DyP-type peroxidases

DyPs are a new family of heme-containing peroxidases, capable of efficiently degrading high redox aromatic compounds, including lignin-related compounds and antraquinones, and azo dyes. These enzymes are unrelated to other known peroxidases with respect to the secondary and tertiary structure and catalytic properties and are therefore very interesting from the fundamental point of view. We have cloned and characterized two new DyP type-peroxidases from Pseudomonas putida MET94 and Bacillus subtilis (Santos et al 2014).

Structural determinants of Dyps catalytic mechanism

DyPs lack the typical distal histidine of haem peroxidases and instead house an aspartate residue proposed to take the role of the His in the catalytic mechanism. We have employed site-directed mutagenesis to investigate the role of the distal pocket residues in P. putida MET94 PpDyP and B. subtilis BsDyP. We showed that the substitution of the conserved Arg catalytic residue, and not of the Asp, in the PpDyP enzyme resulted in a significant drop in reactivity (Mendes et al 2015a). This finding led to the proposal that the distal Arg acts as the acid-base catalyst in the Cpd I formation. In contrast, both Asp and Arg are important residues for the proper binding of H2O2 to the haem of BsDyP as assessed by transient and steady-state kinetics (Mendes et al 2015b). It is still not clear at this point whether the contradictory results regarding the role of the distal residues in the catalysis reflect differences in the mechanistic features of DyPs from different sources and how these differences affect their biotechnological potential; clearly, more systematic data is needed to establish the structural determinants of DyPs catalytic mechanism.

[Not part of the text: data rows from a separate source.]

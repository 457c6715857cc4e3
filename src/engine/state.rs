use std::collections::BTreeMap;
use std::sync::atomic::{AtomicU64, Ordering};

use parking_lot::Mutex;
use rustc_hash::{FxHashMap, FxHashSet};

use crate::domain::{CallContext, Value};
use crate::report::BugReport;

type Seeded = (Value, CallContext);

/// Shared accumulator every worker task writes into. All four maps are append-only;
/// the single mutex per map is the coarse lock the propagation engine is specified to
/// use instead of finer-grained synchronization.
#[derive(Default)]
pub struct DFBScanState {
    reachable_values_per_path: Mutex<FxHashMap<Seeded, Vec<Vec<Seeded>>>>,
    external_value_match: Mutex<FxHashMap<Seeded, FxHashSet<Seeded>>>,
    potential_buggy_paths: Mutex<FxHashMap<Value, FxHashMap<String, Vec<Value>>>>,
    bug_reports: Mutex<BTreeMap<u64, BugReport>>,
    next_report_id: AtomicU64,
}

impl DFBScanState {
    pub fn new() -> Self {
        DFBScanState::default()
    }

    pub fn update_reachable_values_per_path(&self, key: Seeded, frontier: Vec<Seeded>) {
        self.reachable_values_per_path.lock().entry(key).or_default().push(frontier);
    }

    pub fn reachable_frontiers(&self, key: &Seeded) -> Vec<Vec<Seeded>> {
        self.reachable_values_per_path.lock().get(key).cloned().unwrap_or_default()
    }

    pub fn update_external_value_match(&self, from: Seeded, to: Seeded) {
        self.external_value_match.lock().entry(from).or_default().insert(to);
    }

    pub fn external_matches(&self, key: &Seeded) -> FxHashSet<Seeded> {
        self.external_value_match.lock().get(key).cloned().unwrap_or_default()
    }

    pub fn update_potential_buggy_paths(&self, source: Value, path: Vec<Value>) {
        let dedup_key = path.iter().map(|v| v.to_string()).collect::<Vec<_>>().join(" -> ");
        self.potential_buggy_paths
            .lock()
            .entry(source)
            .or_default()
            .entry(dedup_key)
            .or_insert(path);
    }

    pub fn buggy_paths_for(&self, source: &Value) -> Vec<Vec<Value>> {
        self.potential_buggy_paths
            .lock()
            .get(source)
            .map(|m| m.values().cloned().collect())
            .unwrap_or_default()
    }

    pub fn update_bug_report(&self, report: BugReport) -> u64 {
        let id = self.next_report_id.fetch_add(1, Ordering::SeqCst);
        self.bug_reports.lock().insert(id, report);
        id
    }

    pub fn snapshot_reports(&self) -> BTreeMap<u64, BugReport> {
        self.bug_reports.lock().clone()
    }

    pub fn bug_report_count(&self) -> usize {
        self.bug_reports.lock().len()
    }
}
use serde::Deserialize;

use crate::domain::Language;
use crate::engine::executor::DEFAULT_MAX_WORKERS;
use crate::errors::{Result, ScanError};
use crate::extractors::BugKind;

fn default_call_depth() -> usize {
    5
}

fn default_max_symbolic_workers() -> usize {
    num_cpus::get()
}

fn default_max_neural_workers() -> usize {
    DEFAULT_MAX_WORKERS
}

fn default_out_dir() -> String {
    "dfbscan-out".to_string()
}

/// Validates `exclude` as a compilable regex at config-load time, so a typo surfaces
/// immediately instead of during file discovery.
fn validate_exclude(exclude: &Option<String>) -> Result<()> {
    let Some(pattern) = exclude else {
        return Ok(());
    };
    regex::Regex::new(pattern).map_err(|e| ScanError::config(format!("invalid `exclude` pattern {pattern:?}: {e}")))?;
    Ok(())
}

/// Scan settings, loadable from an optional `dfbscan.toml` at the project root and
/// overridable by CLI flags (CLI wins on every field it sets explicitly).
#[derive(Debug, Clone, Deserialize)]
#[serde(default)]
pub struct Config {
    pub language: Option<Language>,
    pub bug_type: Option<BugKind>,
    #[serde(default = "default_call_depth")]
    pub call_depth: usize,
    #[serde(default = "default_max_symbolic_workers")]
    pub max_symbolic_workers: usize,
    #[serde(default = "default_max_neural_workers")]
    pub max_neural_workers: usize,
    #[serde(default = "default_out_dir")]
    pub out_dir: String,
    pub model_name: Option<String>,
    pub temperature: Option<f32>,
    /// Regex matched against each discovered file's project-relative path; a match
    /// excludes the file from the scan.
    pub exclude: Option<String>,
}

impl Default for Config {
    fn default() -> Self {
        Config {
            language: None,
            bug_type: None,
            call_depth: default_call_depth(),
            max_symbolic_workers: default_max_symbolic_workers(),
            max_neural_workers: default_max_neural_workers(),
            out_dir: default_out_dir(),
            model_name: None,
            temperature: None,
            exclude: None,
        }
    }
}

impl Config {
    /// Loads `dfbscan.toml` from `project_root` if it exists, otherwise returns the
    /// built-in defaults. A present-but-unparseable file is an error, not a silent
    /// fallback.
    pub fn load(project_root: &std::path::Path) -> Result<Config> {
        let path = project_root.join("dfbscan.toml");
        if !path.exists() {
            return Ok(Config::default());
        }
        let body = std::fs::read_to_string(&path)?;
        let config: Config = toml::from_str(&body).map_err(|e| ScanError::config(format!("{}: {}", path.display(), e)))?;
        validate_exclude(&config.exclude)?;
        Ok(config)
    }
}

#[cfg(test)]
mod tests {
    use super::*;

    #[test]
    fn missing_file_yields_defaults() {
        let dir = tempfile::tempdir().unwrap();
        let config = Config::load(dir.path()).unwrap();
        assert_eq!(config.call_depth, default_call_depth());
    }

    #[test]
    fn parses_partial_overrides() {
        let dir = tempfile::tempdir().unwrap();
        std::fs::write(dir.path().join("dfbscan.toml"), "call_depth = 8\nout_dir = \"reports\"\n").unwrap();
        let config = Config::load(dir.path()).unwrap();
        assert_eq!(config.call_depth, 8);
        assert_eq!(config.out_dir, "reports");
        assert_eq!(config.max_symbolic_workers, default_max_symbolic_workers());
    }

    #[test]
    fn malformed_file_is_an_error() {
        let dir = tempfile::tempdir().unwrap();
        std::fs::write(dir.path().join("dfbscan.toml"), "not valid toml {{{").unwrap();
        assert!(Config::load(dir.path()).is_err());
    }

    #[test]
    fn invalid_exclude_pattern_is_an_error() {
        let dir = tempfile::tempdir().unwrap();
        std::fs::write(dir.path().join("dfbscan.toml"), "exclude = \"(unclosed\"\n").unwrap();
        assert!(Config::load(dir.path()).is_err());
    }

    #[test]
    fn valid_exclude_pattern_loads() {
        let dir = tempfile::tempdir().unwrap();
        std::fs::write(dir.path().join("dfbscan.toml"), "exclude = \"_test\\\\.go$\"\n").unwrap();
        let config = Config::load(dir.path()).unwrap();
        assert_eq!(config.exclude.as_deref(), Some("_test\\.go$"));
    }
}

Elucidation of the catalytic mechanism of DyPs

We have elucidated for the first time the catalytic mechanism of a DyP showing that the reaction of BsDyP with hydrogen peroxide exhibits saturation behavior consistent with a two-step mechanism involving the formation of an E-H2O2 intermediate, the so-called Compound 0, followed by the formation of Compound I (Mendes et al 2015b). Interestingly, even if this result was predicted in the Poulos-Kraut model, it was previously observed in very few kinetic studies performed at low temperatures. We demonstrated that the k1obs is pH-dependent and controlled by an ionizable group with a pKa of 4.3 supporting the involvement of distal Asp. The reaction of Compound I with guaiacol obey second-order kinetics while the reaction of Compound II with guaiacol showed saturation kinetics and is the rate-limiting step in the BsDyP catalytic cycle.

Improving the kinetic efficiency of a DyP peroxidase

Directed evolution was used to improve the efficiency of the bacterial PpDyP from P. putida MET94 for phenolic compounds (Brissos et al 2017). Three rounds of random mutagenesis by error-prone PCR of the ppDyP-gene followed by high-throughput screening allow identifying 6E10 variant showing 100-fold enhanced catalytic efficiency for phenolic lignin-related substrate, 2,6-dimethoxyphenol (DMP). The evolved variant showed additional improved efficiency for a number of syringyl-type phenolics, guaiacol, aromatic amines, Kraft lignin, and the lignin phenolic model dimer, guaiacylglycerol-β-guaiacyl-ether. Importantly, variant 6E10 displayed optimal pH at 8.5, an upshift of 4 units as compared to the wild-type, showed resistance to hydrogen peroxide inactivation, and was produced at 2-fold higher yields. The acquired mutations in the course of the evolution affected three amino acid residues (E188K, A142V, and H125Y) situated at the surface of the enzyme, in the second shell of the heme cavity. Biochemical analysis of hit variants from the laboratory evolution, and single variants constructed using site-directed mutagenesis, unveiled the critical role of acquired mutations from the catalytic, stability, and structural viewpoints (please see figure below). We show that epistasis between A142V and E188K mutations is crucial to determine the substrate specificity of 6E10. Evidence suggests that ABTS and DMP oxidation occurs at the heme access channel.